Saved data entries
----------

//! Immutable route model: ordered vertices plus a length computed once.

use crate::error::{Result, SimError};
use crate::geo;
use crate::types::{RoutePoint, RoutePosition};

/// A fixed geographic route.
///
/// Construction validates and measures the polyline exactly once; afterwards
/// the model is read-only and can be shared by `Arc` across every athlete
/// clock without synchronization.
#[derive(Debug, Clone)]
pub struct RouteModel {
    points: Vec<RoutePoint>,
    total_km: f64,
}

impl RouteModel {
    /// Build a route from at least two vertices with finite coordinates.
    pub fn new(points: Vec<RoutePoint>) -> Result<Self> {
        if points.len() < 2 {
            return Err(SimError::DegenerateRoute {
                reason: format!("route needs at least 2 points, got {}", points.len()),
            });
        }
        if points
            .iter()
            .any(|p| !p.lng.is_finite() || !p.lat.is_finite() || !p.elevation.is_finite())
        {
            return Err(SimError::DegenerateRoute {
                reason: "route contains non-finite coordinates".into(),
            });
        }

        let total_km = geo::route_length_km(&points);
        Ok(Self { points, total_km })
    }

    pub fn total_distance_km(&self) -> f64 {
        self.total_km
    }

    pub fn points(&self) -> &[RoutePoint] {
        &self.points
    }

    pub fn point_count(&self) -> usize {
        self.points.len()
    }

    /// True when every vertex coincides. Athletes on such a route are
    /// treated as immediately finished rather than dividing by zero.
    pub fn is_zero_length(&self) -> bool {
        self.total_km <= 0.0
    }

    pub fn position_at(&self, distance_km: f64) -> RoutePosition {
        geo::position_at_distance(&self.points, distance_km)
    }
}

----------

Show the lines of the records that include the string "reason".

→ **Solved problem**:
                reason: format!("route needs at least 2 points, got {}", points.len()),
                reason: "route contains non-finite coordinates".into(),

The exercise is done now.